[How to complete this task]:
Go over the material below and report every line that contains the word "snapshots".

BEGIN Available data

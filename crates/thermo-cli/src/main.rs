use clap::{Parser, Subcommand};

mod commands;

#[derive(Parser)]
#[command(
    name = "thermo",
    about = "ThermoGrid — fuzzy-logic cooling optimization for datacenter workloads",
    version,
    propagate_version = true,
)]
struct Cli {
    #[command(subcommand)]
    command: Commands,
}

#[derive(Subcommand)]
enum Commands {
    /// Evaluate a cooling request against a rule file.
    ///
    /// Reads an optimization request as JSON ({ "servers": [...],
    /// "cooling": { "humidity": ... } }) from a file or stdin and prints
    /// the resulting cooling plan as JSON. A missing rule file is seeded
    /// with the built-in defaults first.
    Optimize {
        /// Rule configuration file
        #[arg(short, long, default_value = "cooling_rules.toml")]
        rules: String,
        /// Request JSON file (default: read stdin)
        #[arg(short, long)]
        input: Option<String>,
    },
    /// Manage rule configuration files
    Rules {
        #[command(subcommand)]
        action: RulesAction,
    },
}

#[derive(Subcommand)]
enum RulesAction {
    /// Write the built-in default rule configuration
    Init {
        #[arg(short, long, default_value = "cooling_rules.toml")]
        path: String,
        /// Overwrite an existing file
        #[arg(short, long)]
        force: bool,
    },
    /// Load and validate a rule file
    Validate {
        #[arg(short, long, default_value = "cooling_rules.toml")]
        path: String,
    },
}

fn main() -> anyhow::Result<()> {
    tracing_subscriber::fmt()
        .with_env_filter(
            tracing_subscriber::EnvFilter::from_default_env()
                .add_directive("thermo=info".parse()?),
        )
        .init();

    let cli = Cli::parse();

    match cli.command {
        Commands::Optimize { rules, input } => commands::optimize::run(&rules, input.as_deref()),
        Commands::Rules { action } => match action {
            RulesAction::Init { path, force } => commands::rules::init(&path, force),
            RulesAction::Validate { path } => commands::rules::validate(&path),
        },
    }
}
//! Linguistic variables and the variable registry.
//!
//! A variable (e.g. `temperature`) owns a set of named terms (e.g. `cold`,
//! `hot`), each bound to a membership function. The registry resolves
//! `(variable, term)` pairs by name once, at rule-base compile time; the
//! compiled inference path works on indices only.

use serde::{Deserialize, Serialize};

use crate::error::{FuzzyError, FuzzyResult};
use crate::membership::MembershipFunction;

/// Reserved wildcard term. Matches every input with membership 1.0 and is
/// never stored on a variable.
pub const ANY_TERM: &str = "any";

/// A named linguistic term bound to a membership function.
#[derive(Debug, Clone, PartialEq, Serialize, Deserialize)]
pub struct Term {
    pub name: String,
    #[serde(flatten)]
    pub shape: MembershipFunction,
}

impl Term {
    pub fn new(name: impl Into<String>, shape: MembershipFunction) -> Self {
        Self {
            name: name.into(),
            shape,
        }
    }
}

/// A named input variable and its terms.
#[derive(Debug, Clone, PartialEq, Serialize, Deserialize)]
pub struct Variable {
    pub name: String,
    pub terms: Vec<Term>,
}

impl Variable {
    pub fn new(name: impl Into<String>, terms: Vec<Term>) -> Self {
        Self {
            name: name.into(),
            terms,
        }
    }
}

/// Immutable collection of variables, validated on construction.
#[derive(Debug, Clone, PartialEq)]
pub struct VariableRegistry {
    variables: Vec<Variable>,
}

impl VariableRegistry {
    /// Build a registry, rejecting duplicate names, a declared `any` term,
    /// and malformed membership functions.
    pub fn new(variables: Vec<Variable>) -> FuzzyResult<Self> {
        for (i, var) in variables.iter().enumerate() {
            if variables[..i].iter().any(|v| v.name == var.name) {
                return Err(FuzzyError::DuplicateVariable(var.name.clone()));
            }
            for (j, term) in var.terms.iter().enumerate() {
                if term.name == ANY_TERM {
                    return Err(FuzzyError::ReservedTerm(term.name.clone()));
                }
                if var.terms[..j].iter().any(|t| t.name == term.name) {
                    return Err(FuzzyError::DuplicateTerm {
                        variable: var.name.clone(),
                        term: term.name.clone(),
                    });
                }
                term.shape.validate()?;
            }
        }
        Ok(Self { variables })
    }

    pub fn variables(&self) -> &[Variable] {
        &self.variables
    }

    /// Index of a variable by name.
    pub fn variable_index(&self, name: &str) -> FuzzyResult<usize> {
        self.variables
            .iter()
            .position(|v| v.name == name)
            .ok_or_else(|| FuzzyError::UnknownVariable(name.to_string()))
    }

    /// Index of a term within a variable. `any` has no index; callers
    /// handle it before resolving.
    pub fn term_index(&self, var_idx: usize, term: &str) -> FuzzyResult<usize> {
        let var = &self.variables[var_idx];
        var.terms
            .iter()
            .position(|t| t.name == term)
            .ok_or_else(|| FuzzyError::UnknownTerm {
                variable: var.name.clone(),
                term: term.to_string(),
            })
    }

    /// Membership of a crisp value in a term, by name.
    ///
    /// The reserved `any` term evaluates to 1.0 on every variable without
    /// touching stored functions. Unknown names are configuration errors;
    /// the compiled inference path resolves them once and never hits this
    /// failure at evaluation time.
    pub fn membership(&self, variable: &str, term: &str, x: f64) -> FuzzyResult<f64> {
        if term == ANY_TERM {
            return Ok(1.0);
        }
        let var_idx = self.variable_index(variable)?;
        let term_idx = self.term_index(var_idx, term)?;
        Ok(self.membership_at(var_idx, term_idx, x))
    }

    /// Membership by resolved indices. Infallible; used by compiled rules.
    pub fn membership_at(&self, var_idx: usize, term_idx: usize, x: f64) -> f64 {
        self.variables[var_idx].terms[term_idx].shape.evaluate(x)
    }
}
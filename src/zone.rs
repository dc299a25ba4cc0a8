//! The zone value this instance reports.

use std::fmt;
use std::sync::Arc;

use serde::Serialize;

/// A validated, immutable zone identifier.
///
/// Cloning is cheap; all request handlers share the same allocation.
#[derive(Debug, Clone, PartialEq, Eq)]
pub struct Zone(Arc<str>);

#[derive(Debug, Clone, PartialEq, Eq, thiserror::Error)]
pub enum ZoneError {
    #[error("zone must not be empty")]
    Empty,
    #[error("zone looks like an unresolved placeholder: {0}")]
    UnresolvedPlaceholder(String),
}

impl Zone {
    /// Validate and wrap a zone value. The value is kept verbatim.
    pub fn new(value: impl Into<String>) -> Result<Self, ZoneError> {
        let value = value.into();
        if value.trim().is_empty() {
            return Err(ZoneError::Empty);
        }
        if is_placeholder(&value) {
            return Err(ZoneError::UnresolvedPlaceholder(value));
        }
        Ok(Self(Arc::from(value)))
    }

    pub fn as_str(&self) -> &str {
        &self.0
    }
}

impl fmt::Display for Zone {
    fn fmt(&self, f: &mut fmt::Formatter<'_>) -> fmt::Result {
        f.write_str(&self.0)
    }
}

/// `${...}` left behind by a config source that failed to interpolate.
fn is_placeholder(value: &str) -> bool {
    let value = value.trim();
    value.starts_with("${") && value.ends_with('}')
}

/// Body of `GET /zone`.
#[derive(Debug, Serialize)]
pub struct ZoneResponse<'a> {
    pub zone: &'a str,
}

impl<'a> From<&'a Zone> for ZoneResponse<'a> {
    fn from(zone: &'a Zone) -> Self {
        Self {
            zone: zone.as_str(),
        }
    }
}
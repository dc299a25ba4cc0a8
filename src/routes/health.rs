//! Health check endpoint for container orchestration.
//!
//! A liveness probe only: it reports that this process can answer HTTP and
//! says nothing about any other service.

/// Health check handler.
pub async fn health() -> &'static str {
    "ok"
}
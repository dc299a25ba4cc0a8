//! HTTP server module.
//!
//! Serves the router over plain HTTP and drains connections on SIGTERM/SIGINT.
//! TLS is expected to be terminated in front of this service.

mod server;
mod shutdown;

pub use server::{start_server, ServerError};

END Available data
BEGIN Available data

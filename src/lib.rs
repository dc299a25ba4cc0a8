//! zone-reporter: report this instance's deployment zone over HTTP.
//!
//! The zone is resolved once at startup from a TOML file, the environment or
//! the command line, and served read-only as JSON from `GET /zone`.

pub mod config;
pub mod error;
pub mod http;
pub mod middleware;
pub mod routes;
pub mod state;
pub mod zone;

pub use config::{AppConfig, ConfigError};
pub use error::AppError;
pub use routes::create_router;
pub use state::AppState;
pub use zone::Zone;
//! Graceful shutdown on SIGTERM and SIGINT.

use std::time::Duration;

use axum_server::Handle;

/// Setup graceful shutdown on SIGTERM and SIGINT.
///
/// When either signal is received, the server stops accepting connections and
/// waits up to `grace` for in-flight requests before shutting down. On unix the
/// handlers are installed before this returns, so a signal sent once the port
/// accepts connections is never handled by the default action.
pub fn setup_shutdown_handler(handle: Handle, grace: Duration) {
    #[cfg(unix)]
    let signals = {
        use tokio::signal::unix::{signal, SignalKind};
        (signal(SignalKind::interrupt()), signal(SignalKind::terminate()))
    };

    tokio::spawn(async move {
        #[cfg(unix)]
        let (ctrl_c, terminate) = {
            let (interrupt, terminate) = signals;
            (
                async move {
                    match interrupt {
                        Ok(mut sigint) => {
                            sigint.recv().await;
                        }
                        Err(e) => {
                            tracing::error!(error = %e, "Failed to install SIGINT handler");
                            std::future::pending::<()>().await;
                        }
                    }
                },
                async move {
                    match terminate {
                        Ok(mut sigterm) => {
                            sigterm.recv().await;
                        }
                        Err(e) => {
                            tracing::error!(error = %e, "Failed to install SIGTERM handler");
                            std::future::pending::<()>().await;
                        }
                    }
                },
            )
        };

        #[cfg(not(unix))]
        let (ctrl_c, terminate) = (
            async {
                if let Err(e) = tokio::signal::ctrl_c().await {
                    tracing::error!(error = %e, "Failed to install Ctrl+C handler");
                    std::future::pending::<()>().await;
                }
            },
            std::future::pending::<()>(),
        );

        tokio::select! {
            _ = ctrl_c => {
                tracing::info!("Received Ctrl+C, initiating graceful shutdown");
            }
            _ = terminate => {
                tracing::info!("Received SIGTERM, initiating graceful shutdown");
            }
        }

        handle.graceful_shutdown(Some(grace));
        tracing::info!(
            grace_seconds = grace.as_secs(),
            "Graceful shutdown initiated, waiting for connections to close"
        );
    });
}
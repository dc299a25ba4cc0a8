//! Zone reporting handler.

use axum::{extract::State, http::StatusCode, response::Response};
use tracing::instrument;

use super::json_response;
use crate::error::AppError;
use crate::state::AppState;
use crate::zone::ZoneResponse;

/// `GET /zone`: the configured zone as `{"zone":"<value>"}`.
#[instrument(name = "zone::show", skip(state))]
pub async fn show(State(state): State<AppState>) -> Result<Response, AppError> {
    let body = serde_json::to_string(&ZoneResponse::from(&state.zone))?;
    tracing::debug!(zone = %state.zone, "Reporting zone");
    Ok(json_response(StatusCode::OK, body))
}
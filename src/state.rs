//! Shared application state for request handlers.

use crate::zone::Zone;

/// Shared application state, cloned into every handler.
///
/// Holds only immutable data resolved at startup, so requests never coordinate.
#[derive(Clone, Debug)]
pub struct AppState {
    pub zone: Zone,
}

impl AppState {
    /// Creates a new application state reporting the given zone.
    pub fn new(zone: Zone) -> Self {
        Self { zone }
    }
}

END Available data
BEGIN Available data

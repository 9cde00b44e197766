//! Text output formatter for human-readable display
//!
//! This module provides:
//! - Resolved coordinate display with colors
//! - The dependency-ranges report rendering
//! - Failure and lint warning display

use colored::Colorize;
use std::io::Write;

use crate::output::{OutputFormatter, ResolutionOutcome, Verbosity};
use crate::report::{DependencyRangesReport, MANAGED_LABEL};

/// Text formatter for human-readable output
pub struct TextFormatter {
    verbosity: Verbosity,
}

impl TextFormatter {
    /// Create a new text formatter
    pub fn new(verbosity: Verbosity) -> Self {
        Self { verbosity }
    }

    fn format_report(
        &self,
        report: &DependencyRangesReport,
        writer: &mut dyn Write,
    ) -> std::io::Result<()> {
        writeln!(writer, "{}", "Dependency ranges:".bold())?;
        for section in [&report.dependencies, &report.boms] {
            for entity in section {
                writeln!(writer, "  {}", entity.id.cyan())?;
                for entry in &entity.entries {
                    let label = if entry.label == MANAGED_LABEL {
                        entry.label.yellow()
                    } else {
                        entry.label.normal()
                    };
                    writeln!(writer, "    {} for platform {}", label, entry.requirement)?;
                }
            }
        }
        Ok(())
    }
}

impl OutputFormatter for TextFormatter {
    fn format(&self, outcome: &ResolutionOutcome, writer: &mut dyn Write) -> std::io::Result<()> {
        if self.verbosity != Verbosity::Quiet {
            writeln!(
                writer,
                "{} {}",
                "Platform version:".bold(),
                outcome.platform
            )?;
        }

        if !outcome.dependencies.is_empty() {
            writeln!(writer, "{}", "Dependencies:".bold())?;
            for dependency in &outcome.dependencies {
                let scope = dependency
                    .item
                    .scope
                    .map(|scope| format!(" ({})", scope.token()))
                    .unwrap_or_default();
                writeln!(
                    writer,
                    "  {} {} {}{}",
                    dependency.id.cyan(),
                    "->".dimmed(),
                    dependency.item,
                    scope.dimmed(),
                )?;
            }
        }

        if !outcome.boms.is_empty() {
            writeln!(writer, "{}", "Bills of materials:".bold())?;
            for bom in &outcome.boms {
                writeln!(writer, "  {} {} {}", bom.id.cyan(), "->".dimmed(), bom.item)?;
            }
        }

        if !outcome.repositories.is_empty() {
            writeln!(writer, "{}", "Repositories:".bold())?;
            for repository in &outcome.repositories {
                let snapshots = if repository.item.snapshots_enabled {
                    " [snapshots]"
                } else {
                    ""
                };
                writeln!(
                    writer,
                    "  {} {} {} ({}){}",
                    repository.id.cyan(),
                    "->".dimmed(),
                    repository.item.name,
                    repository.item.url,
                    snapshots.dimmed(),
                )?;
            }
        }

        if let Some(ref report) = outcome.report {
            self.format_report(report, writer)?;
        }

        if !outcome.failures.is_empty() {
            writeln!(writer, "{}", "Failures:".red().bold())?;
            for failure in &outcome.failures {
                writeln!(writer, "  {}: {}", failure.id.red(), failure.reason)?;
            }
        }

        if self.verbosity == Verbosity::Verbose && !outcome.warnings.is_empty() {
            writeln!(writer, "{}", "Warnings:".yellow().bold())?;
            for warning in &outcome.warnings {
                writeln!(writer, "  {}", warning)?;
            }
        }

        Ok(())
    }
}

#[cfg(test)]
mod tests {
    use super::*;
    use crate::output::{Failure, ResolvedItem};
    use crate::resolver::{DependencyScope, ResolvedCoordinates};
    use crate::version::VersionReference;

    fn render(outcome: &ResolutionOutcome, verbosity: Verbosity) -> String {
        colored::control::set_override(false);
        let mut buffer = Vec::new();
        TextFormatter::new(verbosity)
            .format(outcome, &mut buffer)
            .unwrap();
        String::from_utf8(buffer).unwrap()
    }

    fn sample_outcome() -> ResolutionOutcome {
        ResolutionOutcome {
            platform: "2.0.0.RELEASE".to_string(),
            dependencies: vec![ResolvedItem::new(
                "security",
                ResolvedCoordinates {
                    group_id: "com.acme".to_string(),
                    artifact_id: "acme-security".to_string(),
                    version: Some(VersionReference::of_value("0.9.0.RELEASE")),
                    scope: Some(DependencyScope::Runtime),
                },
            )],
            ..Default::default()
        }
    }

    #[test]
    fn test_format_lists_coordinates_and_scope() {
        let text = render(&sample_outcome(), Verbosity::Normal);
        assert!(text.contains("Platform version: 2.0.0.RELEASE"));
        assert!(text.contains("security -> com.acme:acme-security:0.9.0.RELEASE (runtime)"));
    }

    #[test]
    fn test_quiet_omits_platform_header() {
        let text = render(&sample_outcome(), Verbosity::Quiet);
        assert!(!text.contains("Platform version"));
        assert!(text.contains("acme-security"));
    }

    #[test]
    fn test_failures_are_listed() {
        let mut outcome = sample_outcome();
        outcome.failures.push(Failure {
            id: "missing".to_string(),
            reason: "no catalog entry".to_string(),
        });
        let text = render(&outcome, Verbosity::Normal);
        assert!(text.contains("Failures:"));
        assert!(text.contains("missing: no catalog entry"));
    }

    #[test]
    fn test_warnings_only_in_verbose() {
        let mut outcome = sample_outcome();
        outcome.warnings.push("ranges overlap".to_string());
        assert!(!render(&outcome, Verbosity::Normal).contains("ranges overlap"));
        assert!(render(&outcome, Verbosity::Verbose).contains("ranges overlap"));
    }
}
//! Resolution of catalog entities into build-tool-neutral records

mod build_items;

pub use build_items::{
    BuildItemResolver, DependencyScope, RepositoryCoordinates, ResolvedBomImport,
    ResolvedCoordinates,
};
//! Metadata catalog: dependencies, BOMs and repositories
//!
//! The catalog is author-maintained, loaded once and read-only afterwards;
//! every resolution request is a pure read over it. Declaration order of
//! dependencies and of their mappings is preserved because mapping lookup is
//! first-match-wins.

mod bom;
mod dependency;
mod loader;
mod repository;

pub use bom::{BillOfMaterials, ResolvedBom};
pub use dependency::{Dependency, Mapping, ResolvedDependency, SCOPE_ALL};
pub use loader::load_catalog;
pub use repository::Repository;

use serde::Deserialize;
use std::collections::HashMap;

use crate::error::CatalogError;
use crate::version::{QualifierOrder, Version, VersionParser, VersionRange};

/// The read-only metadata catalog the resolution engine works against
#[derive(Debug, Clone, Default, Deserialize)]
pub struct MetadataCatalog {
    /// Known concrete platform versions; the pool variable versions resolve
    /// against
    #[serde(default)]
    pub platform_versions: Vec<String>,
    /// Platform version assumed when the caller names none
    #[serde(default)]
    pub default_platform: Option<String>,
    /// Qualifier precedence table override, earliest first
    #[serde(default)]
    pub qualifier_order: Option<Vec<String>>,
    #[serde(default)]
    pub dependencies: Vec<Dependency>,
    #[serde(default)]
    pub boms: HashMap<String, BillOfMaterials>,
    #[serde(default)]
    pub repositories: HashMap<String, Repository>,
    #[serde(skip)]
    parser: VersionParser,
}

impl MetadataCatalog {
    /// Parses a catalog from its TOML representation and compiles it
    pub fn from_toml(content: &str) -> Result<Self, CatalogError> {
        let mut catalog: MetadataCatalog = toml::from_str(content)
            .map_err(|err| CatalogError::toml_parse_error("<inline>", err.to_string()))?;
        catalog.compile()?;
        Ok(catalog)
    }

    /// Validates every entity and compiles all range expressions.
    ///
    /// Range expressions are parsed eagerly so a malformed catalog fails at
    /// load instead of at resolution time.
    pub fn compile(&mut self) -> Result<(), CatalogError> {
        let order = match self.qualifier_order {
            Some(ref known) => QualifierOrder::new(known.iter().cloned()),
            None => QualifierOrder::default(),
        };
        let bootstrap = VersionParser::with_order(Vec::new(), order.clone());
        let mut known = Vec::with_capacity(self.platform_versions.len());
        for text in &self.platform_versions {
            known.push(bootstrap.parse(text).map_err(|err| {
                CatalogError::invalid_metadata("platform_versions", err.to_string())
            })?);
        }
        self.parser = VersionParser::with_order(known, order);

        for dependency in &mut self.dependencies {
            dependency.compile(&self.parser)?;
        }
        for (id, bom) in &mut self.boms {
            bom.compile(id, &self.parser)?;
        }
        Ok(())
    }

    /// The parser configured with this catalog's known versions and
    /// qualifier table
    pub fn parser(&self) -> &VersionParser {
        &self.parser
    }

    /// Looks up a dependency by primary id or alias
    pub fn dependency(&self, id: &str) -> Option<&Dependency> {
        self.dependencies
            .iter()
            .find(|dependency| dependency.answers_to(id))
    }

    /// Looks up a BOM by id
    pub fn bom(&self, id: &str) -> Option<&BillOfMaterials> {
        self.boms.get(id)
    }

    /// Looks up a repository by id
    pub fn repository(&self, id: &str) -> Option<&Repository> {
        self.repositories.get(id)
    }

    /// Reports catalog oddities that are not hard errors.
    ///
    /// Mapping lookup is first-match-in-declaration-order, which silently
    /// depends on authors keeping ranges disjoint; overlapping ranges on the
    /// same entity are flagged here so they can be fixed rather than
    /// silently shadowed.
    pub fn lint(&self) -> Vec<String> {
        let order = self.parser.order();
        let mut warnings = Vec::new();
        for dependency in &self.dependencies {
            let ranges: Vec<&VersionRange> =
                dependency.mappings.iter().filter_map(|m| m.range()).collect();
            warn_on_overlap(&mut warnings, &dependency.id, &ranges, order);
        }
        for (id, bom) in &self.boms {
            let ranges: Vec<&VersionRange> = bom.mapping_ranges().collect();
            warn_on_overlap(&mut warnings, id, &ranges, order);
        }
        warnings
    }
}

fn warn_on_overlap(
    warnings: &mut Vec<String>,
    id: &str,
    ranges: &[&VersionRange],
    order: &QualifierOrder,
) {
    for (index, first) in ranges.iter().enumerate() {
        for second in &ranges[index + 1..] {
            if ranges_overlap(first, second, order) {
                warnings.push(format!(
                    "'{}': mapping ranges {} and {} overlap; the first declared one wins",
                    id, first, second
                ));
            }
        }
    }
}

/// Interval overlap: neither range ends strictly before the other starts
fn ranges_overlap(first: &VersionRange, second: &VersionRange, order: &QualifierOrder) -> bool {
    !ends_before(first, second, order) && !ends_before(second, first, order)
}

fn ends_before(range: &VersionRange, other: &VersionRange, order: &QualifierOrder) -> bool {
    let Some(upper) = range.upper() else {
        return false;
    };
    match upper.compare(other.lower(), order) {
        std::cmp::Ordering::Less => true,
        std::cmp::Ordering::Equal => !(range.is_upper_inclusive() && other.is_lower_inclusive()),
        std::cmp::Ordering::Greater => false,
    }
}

END Available data

[Task output]:
                let snapshots = if repository.item.snapshots_enabled {
                    " [snapshots]"
                    snapshots.dimmed(),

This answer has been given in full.